WHAT YOU NEED TO DO: Give back only the lines in the records below from the one with "handler has the" to the one with "let handler: extern", both inclusive, word for word.

DATA FOR REVIEW:

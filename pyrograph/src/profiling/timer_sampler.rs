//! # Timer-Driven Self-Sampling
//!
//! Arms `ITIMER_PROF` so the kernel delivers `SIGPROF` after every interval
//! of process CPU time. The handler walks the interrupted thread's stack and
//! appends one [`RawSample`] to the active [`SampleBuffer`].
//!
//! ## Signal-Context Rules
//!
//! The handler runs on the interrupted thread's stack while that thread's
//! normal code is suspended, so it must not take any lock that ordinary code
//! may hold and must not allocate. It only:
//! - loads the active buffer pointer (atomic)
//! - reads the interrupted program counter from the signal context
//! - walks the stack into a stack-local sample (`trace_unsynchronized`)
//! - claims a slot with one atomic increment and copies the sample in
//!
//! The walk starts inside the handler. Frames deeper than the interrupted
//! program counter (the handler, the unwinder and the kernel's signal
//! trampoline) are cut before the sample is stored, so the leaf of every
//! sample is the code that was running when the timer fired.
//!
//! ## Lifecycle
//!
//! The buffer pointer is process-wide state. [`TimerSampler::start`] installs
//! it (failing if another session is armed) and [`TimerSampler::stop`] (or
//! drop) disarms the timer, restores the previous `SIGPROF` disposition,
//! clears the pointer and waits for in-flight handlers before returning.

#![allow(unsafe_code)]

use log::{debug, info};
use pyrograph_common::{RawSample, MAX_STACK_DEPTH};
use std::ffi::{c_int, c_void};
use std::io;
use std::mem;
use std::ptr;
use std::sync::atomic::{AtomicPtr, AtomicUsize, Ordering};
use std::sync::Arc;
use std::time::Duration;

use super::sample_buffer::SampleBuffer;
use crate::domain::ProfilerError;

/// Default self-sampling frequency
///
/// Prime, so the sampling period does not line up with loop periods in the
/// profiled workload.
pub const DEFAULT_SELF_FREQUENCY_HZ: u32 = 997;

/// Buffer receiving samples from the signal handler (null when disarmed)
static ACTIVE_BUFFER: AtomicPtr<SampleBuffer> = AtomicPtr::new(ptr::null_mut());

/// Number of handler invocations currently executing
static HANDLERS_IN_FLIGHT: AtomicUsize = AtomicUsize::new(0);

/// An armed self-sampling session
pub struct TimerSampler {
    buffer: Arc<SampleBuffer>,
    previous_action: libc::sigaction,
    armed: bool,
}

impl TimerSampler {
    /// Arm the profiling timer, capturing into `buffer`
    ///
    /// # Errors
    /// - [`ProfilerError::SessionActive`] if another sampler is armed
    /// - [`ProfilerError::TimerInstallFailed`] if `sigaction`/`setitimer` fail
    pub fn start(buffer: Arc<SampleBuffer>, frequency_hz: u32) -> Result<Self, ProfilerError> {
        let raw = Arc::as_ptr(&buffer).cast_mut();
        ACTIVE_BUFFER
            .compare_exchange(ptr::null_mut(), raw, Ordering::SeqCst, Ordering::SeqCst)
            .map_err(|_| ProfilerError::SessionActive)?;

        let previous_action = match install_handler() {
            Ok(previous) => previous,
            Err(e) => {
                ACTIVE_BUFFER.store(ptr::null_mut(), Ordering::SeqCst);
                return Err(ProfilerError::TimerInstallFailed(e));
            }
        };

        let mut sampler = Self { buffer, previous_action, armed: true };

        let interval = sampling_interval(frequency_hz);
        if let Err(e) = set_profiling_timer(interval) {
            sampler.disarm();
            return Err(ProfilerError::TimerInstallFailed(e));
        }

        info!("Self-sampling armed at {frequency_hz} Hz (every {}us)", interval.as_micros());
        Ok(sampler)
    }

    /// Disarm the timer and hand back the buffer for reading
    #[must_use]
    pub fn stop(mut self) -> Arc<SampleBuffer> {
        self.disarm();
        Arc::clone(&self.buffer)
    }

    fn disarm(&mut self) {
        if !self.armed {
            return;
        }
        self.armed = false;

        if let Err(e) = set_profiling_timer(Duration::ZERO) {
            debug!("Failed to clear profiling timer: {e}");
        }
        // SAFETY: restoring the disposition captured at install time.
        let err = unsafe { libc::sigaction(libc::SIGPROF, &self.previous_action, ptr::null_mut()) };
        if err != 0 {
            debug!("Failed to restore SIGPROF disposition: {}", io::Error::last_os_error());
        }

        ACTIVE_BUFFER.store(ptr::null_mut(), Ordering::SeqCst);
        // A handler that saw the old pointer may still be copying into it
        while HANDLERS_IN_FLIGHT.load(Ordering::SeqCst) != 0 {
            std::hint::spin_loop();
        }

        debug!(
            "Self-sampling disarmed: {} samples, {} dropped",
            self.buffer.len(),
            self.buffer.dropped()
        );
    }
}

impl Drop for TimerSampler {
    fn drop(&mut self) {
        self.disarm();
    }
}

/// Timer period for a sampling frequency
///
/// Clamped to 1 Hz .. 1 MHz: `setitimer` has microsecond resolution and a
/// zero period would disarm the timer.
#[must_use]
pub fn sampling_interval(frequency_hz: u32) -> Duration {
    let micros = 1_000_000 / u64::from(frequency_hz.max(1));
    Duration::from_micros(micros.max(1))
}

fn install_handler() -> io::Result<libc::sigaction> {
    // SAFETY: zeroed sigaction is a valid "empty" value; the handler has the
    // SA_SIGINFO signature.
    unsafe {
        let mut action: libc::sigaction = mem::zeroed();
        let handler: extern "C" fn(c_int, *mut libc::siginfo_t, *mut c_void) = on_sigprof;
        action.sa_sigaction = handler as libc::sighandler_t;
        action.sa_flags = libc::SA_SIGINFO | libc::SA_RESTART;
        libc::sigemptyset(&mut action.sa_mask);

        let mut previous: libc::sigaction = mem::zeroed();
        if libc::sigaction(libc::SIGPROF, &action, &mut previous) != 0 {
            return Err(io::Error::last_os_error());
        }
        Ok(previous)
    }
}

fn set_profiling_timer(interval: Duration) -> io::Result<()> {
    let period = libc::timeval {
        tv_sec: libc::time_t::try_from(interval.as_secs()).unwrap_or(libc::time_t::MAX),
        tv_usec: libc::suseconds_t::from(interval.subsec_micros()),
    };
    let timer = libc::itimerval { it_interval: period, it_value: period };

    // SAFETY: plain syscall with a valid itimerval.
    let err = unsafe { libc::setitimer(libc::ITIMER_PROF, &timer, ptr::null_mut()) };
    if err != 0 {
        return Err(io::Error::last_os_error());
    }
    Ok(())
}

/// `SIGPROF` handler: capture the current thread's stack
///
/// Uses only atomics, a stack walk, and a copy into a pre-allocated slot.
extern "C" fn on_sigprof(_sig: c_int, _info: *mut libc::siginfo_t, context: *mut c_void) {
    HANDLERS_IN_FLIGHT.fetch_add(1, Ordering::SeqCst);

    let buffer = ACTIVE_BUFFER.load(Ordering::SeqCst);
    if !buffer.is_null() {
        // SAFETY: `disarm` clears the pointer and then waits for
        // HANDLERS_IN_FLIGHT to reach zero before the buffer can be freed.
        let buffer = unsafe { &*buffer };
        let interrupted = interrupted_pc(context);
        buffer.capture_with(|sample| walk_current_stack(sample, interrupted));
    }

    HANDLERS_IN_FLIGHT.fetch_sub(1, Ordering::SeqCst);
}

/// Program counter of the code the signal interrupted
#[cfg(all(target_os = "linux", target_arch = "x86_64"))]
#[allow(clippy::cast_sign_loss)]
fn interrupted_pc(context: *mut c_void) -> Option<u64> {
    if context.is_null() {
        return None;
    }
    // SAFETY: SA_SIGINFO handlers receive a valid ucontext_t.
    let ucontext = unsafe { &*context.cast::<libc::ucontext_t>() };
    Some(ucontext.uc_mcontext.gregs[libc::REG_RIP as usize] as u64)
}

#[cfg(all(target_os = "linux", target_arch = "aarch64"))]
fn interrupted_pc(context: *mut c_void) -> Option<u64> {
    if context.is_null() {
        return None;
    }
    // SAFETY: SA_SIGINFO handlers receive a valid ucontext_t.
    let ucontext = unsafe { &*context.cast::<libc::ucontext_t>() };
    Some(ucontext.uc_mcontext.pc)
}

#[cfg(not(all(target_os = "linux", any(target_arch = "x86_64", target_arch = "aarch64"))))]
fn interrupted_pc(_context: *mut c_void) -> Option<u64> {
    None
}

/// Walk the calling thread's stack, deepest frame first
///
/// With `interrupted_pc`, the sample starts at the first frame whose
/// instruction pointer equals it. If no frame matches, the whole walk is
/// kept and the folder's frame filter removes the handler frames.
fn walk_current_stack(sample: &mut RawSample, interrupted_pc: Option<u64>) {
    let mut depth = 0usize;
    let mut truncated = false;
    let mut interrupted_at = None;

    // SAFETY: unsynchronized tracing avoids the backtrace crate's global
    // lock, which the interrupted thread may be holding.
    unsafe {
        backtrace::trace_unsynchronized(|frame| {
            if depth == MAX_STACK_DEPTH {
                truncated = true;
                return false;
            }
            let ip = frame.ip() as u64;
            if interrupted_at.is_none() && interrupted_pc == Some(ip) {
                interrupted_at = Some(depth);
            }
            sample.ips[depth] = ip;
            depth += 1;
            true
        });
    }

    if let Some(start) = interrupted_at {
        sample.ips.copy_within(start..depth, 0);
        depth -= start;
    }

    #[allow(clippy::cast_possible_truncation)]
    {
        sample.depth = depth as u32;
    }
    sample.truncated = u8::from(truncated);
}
* * *
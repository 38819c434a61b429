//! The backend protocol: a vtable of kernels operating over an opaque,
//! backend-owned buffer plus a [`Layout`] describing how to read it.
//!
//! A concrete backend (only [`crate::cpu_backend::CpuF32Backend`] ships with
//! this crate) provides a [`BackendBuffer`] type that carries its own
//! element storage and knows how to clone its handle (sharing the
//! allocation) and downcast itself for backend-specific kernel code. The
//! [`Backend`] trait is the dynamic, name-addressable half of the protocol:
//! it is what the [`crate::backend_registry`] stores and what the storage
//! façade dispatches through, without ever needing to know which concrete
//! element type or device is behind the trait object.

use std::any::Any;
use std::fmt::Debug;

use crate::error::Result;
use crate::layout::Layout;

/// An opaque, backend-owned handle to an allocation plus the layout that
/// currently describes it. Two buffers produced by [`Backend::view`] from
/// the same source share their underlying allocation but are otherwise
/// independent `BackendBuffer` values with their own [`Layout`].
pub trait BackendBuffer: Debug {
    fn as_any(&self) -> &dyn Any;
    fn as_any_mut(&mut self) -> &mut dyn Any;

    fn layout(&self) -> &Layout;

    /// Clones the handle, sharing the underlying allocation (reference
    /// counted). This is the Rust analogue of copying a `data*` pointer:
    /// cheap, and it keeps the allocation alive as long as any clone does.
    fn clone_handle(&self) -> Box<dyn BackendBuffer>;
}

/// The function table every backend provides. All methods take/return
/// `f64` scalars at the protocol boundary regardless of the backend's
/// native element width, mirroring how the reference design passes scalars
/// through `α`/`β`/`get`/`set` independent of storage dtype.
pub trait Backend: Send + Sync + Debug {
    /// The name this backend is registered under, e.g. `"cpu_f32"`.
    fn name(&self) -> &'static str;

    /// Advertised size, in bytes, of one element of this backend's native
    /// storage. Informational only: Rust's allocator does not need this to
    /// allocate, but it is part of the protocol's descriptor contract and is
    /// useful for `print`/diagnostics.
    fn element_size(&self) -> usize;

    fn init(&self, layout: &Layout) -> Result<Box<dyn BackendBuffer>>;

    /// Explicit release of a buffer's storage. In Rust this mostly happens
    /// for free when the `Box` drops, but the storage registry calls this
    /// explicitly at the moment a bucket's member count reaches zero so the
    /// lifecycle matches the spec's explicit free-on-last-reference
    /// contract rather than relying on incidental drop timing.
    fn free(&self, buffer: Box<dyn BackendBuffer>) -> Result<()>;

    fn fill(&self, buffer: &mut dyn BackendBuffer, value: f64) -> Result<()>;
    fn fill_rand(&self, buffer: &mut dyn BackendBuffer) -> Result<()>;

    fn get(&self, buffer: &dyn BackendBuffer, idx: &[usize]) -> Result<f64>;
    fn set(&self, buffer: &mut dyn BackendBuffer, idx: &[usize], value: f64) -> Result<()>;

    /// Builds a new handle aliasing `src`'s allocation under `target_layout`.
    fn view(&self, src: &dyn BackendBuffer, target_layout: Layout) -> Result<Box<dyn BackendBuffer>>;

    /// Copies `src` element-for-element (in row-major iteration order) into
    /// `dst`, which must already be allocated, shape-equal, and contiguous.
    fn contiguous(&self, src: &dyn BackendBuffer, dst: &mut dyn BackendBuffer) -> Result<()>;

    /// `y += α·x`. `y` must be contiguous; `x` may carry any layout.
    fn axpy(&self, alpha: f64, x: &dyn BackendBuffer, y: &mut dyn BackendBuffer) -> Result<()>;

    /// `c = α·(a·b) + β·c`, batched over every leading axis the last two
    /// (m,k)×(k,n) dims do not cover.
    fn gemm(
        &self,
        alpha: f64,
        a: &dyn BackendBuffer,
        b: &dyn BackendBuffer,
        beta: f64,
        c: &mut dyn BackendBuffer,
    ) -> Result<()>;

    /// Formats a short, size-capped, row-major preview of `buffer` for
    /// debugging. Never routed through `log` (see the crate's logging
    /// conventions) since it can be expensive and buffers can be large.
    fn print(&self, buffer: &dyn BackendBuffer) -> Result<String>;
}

RESULT OF THIS EXERCISE:
    // SAFETY: zeroed sigaction is a valid "empty" value; the handler has the
    // SA_SIGINFO signature.
    unsafe {
        let mut action: libc::sigaction = mem::zeroed();
        let handler: extern "C" fn(c_int, *mut libc::siginfo_t, *mut c_void) = on_sigprof;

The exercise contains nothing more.